= What the exercise asks =
What appears from the first line of the data below through the line containing "pruned so lists", both included, should be copied exactly, and nothing else.

● ● ●

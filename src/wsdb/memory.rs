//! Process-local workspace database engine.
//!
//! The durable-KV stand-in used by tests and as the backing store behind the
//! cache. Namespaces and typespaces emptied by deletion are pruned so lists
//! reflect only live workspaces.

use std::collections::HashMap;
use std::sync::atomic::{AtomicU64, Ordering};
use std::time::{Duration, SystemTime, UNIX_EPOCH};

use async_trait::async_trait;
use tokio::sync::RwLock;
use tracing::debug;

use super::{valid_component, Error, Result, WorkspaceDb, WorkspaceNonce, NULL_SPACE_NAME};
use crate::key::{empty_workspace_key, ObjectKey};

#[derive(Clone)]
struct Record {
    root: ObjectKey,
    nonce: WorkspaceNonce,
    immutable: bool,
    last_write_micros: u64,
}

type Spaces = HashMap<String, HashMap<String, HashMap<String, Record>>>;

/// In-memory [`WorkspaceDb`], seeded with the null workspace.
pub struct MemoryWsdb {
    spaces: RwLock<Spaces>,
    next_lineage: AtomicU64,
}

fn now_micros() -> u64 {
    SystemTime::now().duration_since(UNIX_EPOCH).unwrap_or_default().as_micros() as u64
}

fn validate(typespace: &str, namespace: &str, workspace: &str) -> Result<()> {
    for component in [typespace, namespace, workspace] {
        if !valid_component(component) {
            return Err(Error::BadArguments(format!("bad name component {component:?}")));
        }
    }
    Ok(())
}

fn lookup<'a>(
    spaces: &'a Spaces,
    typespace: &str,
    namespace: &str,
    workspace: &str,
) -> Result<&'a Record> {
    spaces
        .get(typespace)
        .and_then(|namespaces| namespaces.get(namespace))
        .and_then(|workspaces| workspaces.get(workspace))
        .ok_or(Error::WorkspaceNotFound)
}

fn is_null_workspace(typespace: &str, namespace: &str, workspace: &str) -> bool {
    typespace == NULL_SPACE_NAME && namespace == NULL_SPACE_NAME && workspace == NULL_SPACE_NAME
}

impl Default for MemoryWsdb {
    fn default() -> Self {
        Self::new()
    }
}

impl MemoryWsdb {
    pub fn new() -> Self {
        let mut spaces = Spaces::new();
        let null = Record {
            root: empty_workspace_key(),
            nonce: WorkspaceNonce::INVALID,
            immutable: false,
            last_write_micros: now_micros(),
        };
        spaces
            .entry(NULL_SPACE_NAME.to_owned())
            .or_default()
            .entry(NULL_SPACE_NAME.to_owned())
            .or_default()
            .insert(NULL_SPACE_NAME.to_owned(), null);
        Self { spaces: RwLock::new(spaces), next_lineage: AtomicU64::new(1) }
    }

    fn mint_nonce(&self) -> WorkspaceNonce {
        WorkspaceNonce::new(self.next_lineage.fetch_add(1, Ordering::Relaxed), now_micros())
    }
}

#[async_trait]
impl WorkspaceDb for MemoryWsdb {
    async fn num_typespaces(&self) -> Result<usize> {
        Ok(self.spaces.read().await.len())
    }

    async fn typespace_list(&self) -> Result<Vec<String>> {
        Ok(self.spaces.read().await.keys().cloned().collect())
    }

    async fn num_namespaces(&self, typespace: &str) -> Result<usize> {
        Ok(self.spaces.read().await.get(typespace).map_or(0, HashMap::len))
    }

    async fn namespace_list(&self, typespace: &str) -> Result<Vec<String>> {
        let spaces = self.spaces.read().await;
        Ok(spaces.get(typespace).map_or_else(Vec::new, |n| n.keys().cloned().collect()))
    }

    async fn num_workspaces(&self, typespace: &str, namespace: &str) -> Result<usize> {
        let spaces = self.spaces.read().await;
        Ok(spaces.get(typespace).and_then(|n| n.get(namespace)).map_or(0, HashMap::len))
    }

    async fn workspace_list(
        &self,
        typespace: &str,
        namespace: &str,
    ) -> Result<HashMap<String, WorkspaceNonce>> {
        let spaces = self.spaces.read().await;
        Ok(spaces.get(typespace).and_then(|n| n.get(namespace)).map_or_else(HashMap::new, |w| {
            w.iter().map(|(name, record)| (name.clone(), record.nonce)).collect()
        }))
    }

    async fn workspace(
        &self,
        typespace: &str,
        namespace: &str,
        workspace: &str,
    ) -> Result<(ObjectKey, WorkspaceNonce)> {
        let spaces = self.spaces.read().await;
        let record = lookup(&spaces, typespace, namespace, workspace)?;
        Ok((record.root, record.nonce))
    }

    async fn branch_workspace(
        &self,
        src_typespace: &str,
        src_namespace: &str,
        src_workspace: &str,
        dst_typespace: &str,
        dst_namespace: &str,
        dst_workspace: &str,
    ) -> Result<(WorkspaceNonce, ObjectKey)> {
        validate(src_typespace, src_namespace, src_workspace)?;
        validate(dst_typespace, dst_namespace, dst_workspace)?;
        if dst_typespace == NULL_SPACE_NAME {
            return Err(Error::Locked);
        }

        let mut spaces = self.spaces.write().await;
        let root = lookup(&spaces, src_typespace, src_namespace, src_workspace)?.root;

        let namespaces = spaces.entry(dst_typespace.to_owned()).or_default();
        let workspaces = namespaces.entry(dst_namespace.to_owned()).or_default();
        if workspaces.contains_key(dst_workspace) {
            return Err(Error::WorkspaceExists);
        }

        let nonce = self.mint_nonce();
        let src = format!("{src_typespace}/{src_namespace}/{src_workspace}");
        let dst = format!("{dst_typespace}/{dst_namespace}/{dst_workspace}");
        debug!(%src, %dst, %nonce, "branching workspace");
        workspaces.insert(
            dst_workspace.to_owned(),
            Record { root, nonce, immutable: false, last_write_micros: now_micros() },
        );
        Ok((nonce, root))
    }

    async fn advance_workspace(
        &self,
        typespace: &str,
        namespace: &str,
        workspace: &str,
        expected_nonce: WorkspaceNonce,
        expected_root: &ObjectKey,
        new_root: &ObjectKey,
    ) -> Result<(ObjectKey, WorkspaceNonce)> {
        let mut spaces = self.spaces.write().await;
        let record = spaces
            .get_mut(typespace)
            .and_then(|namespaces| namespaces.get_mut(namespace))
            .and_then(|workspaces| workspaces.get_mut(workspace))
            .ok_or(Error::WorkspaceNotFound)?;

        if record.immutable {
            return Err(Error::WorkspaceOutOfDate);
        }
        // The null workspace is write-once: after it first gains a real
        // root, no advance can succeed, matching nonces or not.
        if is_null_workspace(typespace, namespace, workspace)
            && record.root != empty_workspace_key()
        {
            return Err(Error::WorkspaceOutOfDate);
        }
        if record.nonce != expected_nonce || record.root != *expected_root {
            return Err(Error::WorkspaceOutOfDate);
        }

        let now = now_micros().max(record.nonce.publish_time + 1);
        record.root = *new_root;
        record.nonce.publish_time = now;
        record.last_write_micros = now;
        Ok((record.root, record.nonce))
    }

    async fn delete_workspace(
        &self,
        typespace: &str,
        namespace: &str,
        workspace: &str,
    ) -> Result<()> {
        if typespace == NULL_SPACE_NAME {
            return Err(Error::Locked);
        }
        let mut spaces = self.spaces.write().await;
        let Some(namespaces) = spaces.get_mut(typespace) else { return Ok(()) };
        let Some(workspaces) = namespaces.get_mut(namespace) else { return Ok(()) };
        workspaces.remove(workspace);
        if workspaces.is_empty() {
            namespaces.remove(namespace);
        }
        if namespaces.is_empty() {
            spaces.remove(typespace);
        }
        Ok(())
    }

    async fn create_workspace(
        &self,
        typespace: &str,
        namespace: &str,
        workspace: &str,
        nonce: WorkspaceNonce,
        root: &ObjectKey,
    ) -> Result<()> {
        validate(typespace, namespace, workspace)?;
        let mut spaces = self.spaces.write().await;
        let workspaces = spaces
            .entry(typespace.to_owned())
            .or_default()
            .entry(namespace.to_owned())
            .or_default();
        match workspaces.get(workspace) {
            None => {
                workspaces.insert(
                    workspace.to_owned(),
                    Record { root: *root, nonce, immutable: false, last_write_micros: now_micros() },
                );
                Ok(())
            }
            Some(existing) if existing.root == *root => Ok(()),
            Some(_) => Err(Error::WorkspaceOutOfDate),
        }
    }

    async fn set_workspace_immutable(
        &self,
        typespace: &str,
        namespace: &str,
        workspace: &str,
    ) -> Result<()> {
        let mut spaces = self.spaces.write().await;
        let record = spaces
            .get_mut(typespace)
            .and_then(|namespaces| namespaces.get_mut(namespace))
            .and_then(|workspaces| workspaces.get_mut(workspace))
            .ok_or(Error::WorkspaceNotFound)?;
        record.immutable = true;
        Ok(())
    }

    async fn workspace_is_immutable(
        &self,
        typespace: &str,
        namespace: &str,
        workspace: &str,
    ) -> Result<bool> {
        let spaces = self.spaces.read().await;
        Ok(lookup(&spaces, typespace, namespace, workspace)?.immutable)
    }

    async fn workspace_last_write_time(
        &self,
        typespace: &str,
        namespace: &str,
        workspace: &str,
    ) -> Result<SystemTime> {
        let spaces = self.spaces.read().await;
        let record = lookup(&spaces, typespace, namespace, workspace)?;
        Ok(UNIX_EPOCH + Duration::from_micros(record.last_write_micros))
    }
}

● ● ●

= Reply to the task =
filename src/wsdb/memory.rs
//! Process-local workspace database engine.
//!
//! The durable-KV stand-in used by tests and as the backing store behind the
//! cache. Namespaces and typespaces emptied by deletion are pruned so lists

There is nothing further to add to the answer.